We may well get out of this, but Hughton’s negativity and inability to try explore alternative options has managed to alienate himself from a lot of supporters. We have gone from a position of mid season security to relegation material, and Hughton and his coaching staff have to take responsibility for that. The situation is becoming desperate, and I just wonder if we have the ability or belief to rescue ourselves
Too many players gave the ball away against Wigan which is not Hughton’s fault. Martinez gets his teams to pay in the break and careless passes played into his hands. We were fine in the first half but didn’t heed our lesson – just play decent, passing football and come away with a point. That’s all we could have expected from a match against a Wigan side who only get going when they’ve got something to play for.

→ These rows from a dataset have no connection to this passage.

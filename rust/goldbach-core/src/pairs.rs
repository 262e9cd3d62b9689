//! Exact ordered Goldbach pair counts.
//!
//! G(N) counts ordered pairs (p, q) of primes with p + q = N. For N = 10 the
//! pairs (3, 7), (5, 5) and (7, 3) give G(10) = 3: distinct primes count in
//! both orders and a prime N/2 counts once.

use crate::error::{ensure_goldbach_domain, GoldbachError, Result};
use crate::sieve::{generate_primes, PrimeTable};
use rayon::prelude::*;

/// Count ordered Goldbach pairs for a single even N >= 4.
///
/// With `primes = None` a table up to N is sieved for this call only; pass a
/// shared table when counting many N.
pub fn count_goldbach_ordered(n: u64, primes: Option<&PrimeTable>) -> Result<u64> {
    ensure_goldbach_domain(n)?;
    match primes {
        Some(table) => {
            ensure_covers(table, n)?;
            Ok(count_with_table(n, table))
        }
        None => Ok(count_with_table(n, &generate_primes(n))),
    }
}

/// Count ordered pairs for every N in `n_values`, sieving once up to
/// `max_n` (or the largest N when `None`).
///
/// Counts are returned positionally aligned with `n_values`.
pub fn count_goldbach_batch(n_values: &[u64], max_n: Option<u64>) -> Result<Vec<u64>> {
    for &n in n_values {
        ensure_goldbach_domain(n)?;
    }
    let Some(&largest) = n_values.iter().max() else {
        return Ok(Vec::new());
    };
    let limit = max_n.unwrap_or(largest);
    let table = generate_primes(limit);
    count_goldbach_batch_with(n_values, &table)
}

/// Batch count against a caller-owned table.
pub fn count_goldbach_batch_with(n_values: &[u64], table: &PrimeTable) -> Result<Vec<u64>> {
    for &n in n_values {
        ensure_goldbach_domain(n)?;
        ensure_covers(table, n)?;
    }
    Ok(n_values
        .par_iter()
        .map(|&n| count_with_table(n, table))
        .collect())
}

/// Core scan: every prime p < N with p <= N - 2, test N - p for membership.
///
/// Caller guarantees N is in the Goldbach domain and `table` covers N - 2.
pub(crate) fn count_with_table(n: u64, table: &PrimeTable) -> u64 {
    table
        .primes_below(n)
        .iter()
        .take_while(|&&p| p <= n - 2)
        .filter(|&&p| table.is_prime(n - p))
        .count() as u64
}

/// The largest partner any pair can need is N - 2.
fn ensure_covers(table: &PrimeTable, n: u64) -> Result<()> {
    if table.covers(n - 2) {
        Ok(())
    } else {
        Err(GoldbachError::InvalidArgument(format!(
            "prime table up to {} does not cover N - 2 = {}",
            table.limit(),
            n - 2
        )))
    }
}

#[cfg(test)]
mod tests {
    use super::*;

    #[test]
    fn test_smallest_values() {
        // 4 = 2 + 2
        assert_eq!(count_goldbach_ordered(4, None).unwrap(), 1);
        // 6 = 3 + 3
        assert_eq!(count_goldbach_ordered(6, None).unwrap(), 1);
        // 8 = 3 + 5 = 5 + 3
        assert_eq!(count_goldbach_ordered(8, None).unwrap(), 2);
        // 10 = 3 + 7 = 5 + 5 = 7 + 3
        assert_eq!(count_goldbach_ordered(10, None).unwrap(), 3);
    }

    #[test]
    fn test_reference_counts() {
        let table = generate_primes(10_000);
        let expected = [(10u64, 3u64), (100, 12), (1_000, 56), (10_000, 254)];
        for (n, g) in expected {
            assert_eq!(count_goldbach_ordered(n, Some(&table)).unwrap(), g, "G({})", n);
        }
    }

    #[test]
    fn test_invalid_inputs() {
        for n in [0u64, 2, 3, 7, 99] {
            assert!(
                matches!(count_goldbach_ordered(n, None), Err(GoldbachError::InvalidArgument(_))),
                "N = {} should be rejected",
                n
            );
        }
    }

    #[test]
    fn test_table_must_cover_n_minus_two() {
        let table = generate_primes(98);
        assert_eq!(count_goldbach_ordered(100, Some(&table)).unwrap(), 12);

        let short = generate_primes(97);
        assert!(matches!(
            count_goldbach_ordered(100, Some(&short)),
            Err(GoldbachError::InvalidArgument(_))
        ));
    }

    #[test]
    fn test_larger_table_gives_same_count() {
        let big = generate_primes(50_000);
        for n in (4..2_000u64).step_by(2) {
            assert_eq!(
                count_goldbach_ordered(n, Some(&big)).unwrap(),
                count_goldbach_ordered(n, None).unwrap(),
                "N = {}",
                n
            );
        }
    }

    #[test]
    fn test_count_parity() {
        // Pairs with p != q come in mirrored couples, so G(N) is odd exactly
        // when N/2 is prime.
        let table = generate_primes(5_000);
        for n in (4..5_000u64).step_by(2) {
            let g = count_with_table(n, &table);
            assert_eq!(g % 2 == 1, table.is_prime(n / 2), "N = {}", n);
        }
    }

    #[test]
    fn test_batch_matches_single() {
        let n_values = vec![10u64, 100, 1_000, 4, 10_000, 100];
        let counts = count_goldbach_batch(&n_values, None).unwrap();
        assert_eq!(counts, vec![3, 12, 56, 1, 254, 12]);
    }

    #[test]
    fn test_batch_with_explicit_max() {
        let counts = count_goldbach_batch(&[10, 20], Some(1_000)).unwrap();
        assert_eq!(counts, vec![3, 4]);
    }

    #[test]
    fn test_batch_empty_and_invalid() {
        assert_eq!(count_goldbach_batch(&[], None).unwrap(), Vec::<u64>::new());
        assert!(count_goldbach_batch(&[10, 11], None).is_err());
        assert!(count_goldbach_batch(&[10, 1_000], Some(500)).is_err());
    }
}
//! CSV and JSON persistence.

use crate::collect::CrossoverRecord;
use crate::error::CrossoverError;
use std::fs::{self, File};
use std::io::{BufWriter, Write};
use std::path::Path;

pub const CSV_HEADER: &str =
    "N,G_N,Series_Pred,Integral_Pred,Series_Bias,Integral_Bias,Abs_Bias_Series,Abs_Bias_Integral";

/// Write one CSV row per record, creating parent directories as needed.
pub fn write_csv(records: &[CrossoverRecord], path: &Path) -> Result<(), CrossoverError> {
    create_parent(path)?;
    let mut out = BufWriter::new(File::create(path)?);
    writeln!(out, "{CSV_HEADER}")?;
    for r in records {
        writeln!(
            out,
            "{},{},{},{},{},{},{},{}",
            r.n,
            r.g_n,
            r.series_pred,
            r.integral_pred,
            r.series_bias,
            r.integral_bias,
            r.abs_bias_series,
            r.abs_bias_integral
        )?;
    }
    out.flush()?;
    Ok(())
}

/// Pretty-printed JSON, creating parent directories as needed.
pub fn write_json<T: serde::Serialize>(value: &T, path: &Path) -> Result<(), CrossoverError> {
    create_parent(path)?;
    let json = serde_json::to_string_pretty(value)?;
    fs::write(path, json)?;
    Ok(())
}

fn create_parent(path: &Path) -> Result<(), CrossoverError> {
    if let Some(parent) = path.parent() {
        if !parent.as_os_str().is_empty() {
            fs::create_dir_all(parent)?;
        }
    }
    Ok(())
}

Anyone who watched us boss Spurs around at CR will know we have more than enough talent to stay in this league. That game, again, was a disappointing result because we should have won it. Instead we banged balls into the box with ten minutes to go at 1-0 up when we should have just carried on playing passing football like we had for the previous 80 mins. That’s the players, not CR.
Granted, he ain’t providing goals galore but we will be fine if he implores his players to just trust themselves. And listening to all those who on Wednesday were hailing RVW’s signing as a ‘great move for the future’ have forgotten that already this weekend.